Problem description: Work out how many lines below contain the word "under", then give that number alone.

Stored entries:
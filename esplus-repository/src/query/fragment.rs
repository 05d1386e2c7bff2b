//! Query fragments and the boolean clause collector.

use esplus_shared::{GeoPoint, GeoShape, ShapeRelation};
use serde_json::{json, Map, Value};

/// Boolean occurrence slot.
#[derive(Debug, Clone, Copy, PartialEq, Eq, Hash)]
pub enum Occur {
    Must,
    Filter,
    Should,
    MustNot,
}

/// A single backend query fragment.
#[derive(Debug, Clone, PartialEq)]
pub enum QueryFragment {
    Term {
        field: String,
        value: Value,
        boost: Option<f32>,
    },
    Terms {
        field: String,
        values: Vec<Value>,
        boost: Option<f32>,
    },
    Match {
        field: String,
        query: Value,
        boost: Option<f32>,
    },
    Prefix {
        field: String,
        value: Value,
        boost: Option<f32>,
    },
    Wildcard {
        field: String,
        pattern: String,
        boost: Option<f32>,
    },
    Range {
        field: String,
        gt: Option<Value>,
        gte: Option<Value>,
        lt: Option<Value>,
        lte: Option<Value>,
        boost: Option<f32>,
    },
    Exists {
        field: String,
        boost: Option<f32>,
    },
    /// Negation of the wrapped fragment.
    Not(Box<QueryFragment>),
    Bool(BoolQuery),
    GeoBoundingBox {
        field: String,
        top_left: GeoPoint,
        bottom_right: GeoPoint,
        boost: Option<f32>,
    },
    GeoDistance {
        field: String,
        center: GeoPoint,
        distance: String,
        boost: Option<f32>,
    },
    GeoPolygon {
        field: String,
        points: Vec<GeoPoint>,
        boost: Option<f32>,
    },
    GeoShape {
        field: String,
        shape: GeoShape,
        relation: Option<ShapeRelation>,
        boost: Option<f32>,
    },
}

fn point_json(point: &GeoPoint) -> Value {
    json!({ "lat": point.lat, "lon": point.lon })
}

fn with_boost(mut body: Map<String, Value>, boost: Option<f32>) -> Value {
    if let Some(boost) = boost {
        body.insert("boost".to_string(), json!(boost));
    }
    Value::Object(body)
}

/// `{kind: {field: value}}`, or `{kind: {field: {value_key: value, boost}}}` when boosted.
fn field_query(kind: &str, field: &str, value_key: &str, value: Value, boost: Option<f32>) -> Value {
    let inner = match boost {
        None => value,
        Some(boost) => json!({ value_key: value, "boost": boost }),
    };
    json!({ kind: { field: inner } })
}

impl QueryFragment {
    /// Wrap this fragment in a negation.
    pub fn negate(self) -> Self {
        QueryFragment::Not(Box::new(self))
    }

    /// Render the fragment in the backend query DSL.
    pub fn to_json(&self) -> Value {
        match self {
            QueryFragment::Term { field, value, boost } => {
                field_query("term", field, "value", value.clone(), *boost)
            }
            QueryFragment::Terms {
                field,
                values,
                boost,
            } => {
                let mut body = Map::new();
                body.insert(field.clone(), Value::Array(values.clone()));
                json!({ "terms": with_boost(body, *boost) })
            }
            QueryFragment::Match { field, query, boost } => {
                field_query("match", field, "query", query.clone(), *boost)
            }
            QueryFragment::Prefix { field, value, boost } => {
                field_query("prefix", field, "value", value.clone(), *boost)
            }
            QueryFragment::Wildcard {
                field,
                pattern,
                boost,
            } => field_query("wildcard", field, "value", json!(pattern), *boost),
            QueryFragment::Range {
                field,
                gt,
                gte,
                lt,
                lte,
                boost,
            } => {
                let mut bounds = Map::new();
                for (key, bound) in [("gt", gt), ("gte", gte), ("lt", lt), ("lte", lte)] {
                    if let Some(bound) = bound {
                        bounds.insert(key.to_string(), bound.clone());
                    }
                }
                json!({ "range": { field: with_boost(bounds, *boost) } })
            }
            QueryFragment::Exists { field, boost } => {
                let mut body = Map::new();
                body.insert("field".to_string(), json!(field));
                json!({ "exists": with_boost(body, *boost) })
            }
            QueryFragment::Not(inner) => json!({ "bool": { "must_not": [inner.to_json()] } }),
            QueryFragment::Bool(bool_query) => bool_query.to_json(),
            QueryFragment::GeoBoundingBox {
                field,
                top_left,
                bottom_right,
                boost,
            } => {
                let mut body = Map::new();
                body.insert(
                    field.clone(),
                    json!({
                        "top_left": point_json(top_left),
                        "bottom_right": point_json(bottom_right),
                    }),
                );
                json!({ "geo_bounding_box": with_boost(body, *boost) })
            }
            QueryFragment::GeoDistance {
                field,
                center,
                distance,
                boost,
            } => {
                let mut body = Map::new();
                body.insert("distance".to_string(), json!(distance));
                body.insert(field.clone(), point_json(center));
                json!({ "geo_distance": with_boost(body, *boost) })
            }
            QueryFragment::GeoPolygon {
                field,
                points,
                boost,
            } => {
                let mut body = Map::new();
                body.insert(
                    field.clone(),
                    json!({ "points": points.iter().map(point_json).collect::<Vec<_>>() }),
                );
                json!({ "geo_polygon": with_boost(body, *boost) })
            }
            QueryFragment::GeoShape {
                field,
                shape,
                relation,
                boost,
            } => {
                let mut spec = Map::new();
                match shape {
                    GeoShape::Geometry(geometry) => {
                        spec.insert("shape".to_string(), geometry.clone());
                    }
                    GeoShape::Indexed { id, index } => {
                        let mut indexed = Map::new();
                        indexed.insert("id".to_string(), json!(id));
                        if let Some(index) = index {
                            indexed.insert("index".to_string(), json!(index));
                        }
                        spec.insert("indexed_shape".to_string(), Value::Object(indexed));
                    }
                }
                if let Some(relation) = relation {
                    spec.insert("relation".to_string(), json!(relation));
                }
                let mut body = Map::new();
                body.insert(field.clone(), Value::Object(spec));
                json!({ "geo_shape": with_boost(body, *boost) })
            }
        }
    }
}

/// Boolean clause collector.
///
/// An empty collector renders as `{"bool": {}}`, which matches every document.
#[derive(Debug, Clone, PartialEq, Default)]
pub struct BoolQuery {
    pub must: Vec<QueryFragment>,
    pub filter: Vec<QueryFragment>,
    pub should: Vec<QueryFragment>,
    pub must_not: Vec<QueryFragment>,
}

impl BoolQuery {
    pub fn new() -> Self {
        Self::default()
    }

    /// Attach a fragment under the given slot.
    ///
    /// A negated fragment under `Must` or `Filter` is unwrapped into
    /// `must_not`; under `Should` it stays a nested negation so that it
    /// remains one alternative of the disjunction.
    pub fn add(&mut self, occur: Occur, fragment: QueryFragment) {
        match (occur, fragment) {
            (Occur::Must | Occur::Filter, QueryFragment::Not(inner)) => self.must_not.push(*inner),
            (Occur::Must, fragment) => self.must.push(fragment),
            (Occur::Filter, fragment) => self.filter.push(fragment),
            (Occur::Should, fragment) => self.should.push(fragment),
            (Occur::MustNot, fragment) => self.must_not.push(fragment),
        }
    }

    pub fn is_empty(&self) -> bool {
        self.must.is_empty()
            && self.filter.is_empty()
            && self.should.is_empty()
            && self.must_not.is_empty()
    }

    /// Number of clauses across all slots.
    pub fn clause_count(&self) -> usize {
        self.must.len() + self.filter.len() + self.should.len() + self.must_not.len()
    }

    /// Render the query in the backend query DSL.
    pub fn to_json(&self) -> Value {
        let mut body = Map::new();
        for (key, clauses) in [
            ("must", &self.must),
            ("filter", &self.filter),
            ("should", &self.should),
            ("must_not", &self.must_not),
        ] {
            if !clauses.is_empty() {
                body.insert(
                    key.to_string(),
                    Value::Array(clauses.iter().map(QueryFragment::to_json).collect()),
                );
            }
        }
        json!({ "bool": body })
    }
}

Your solution: 3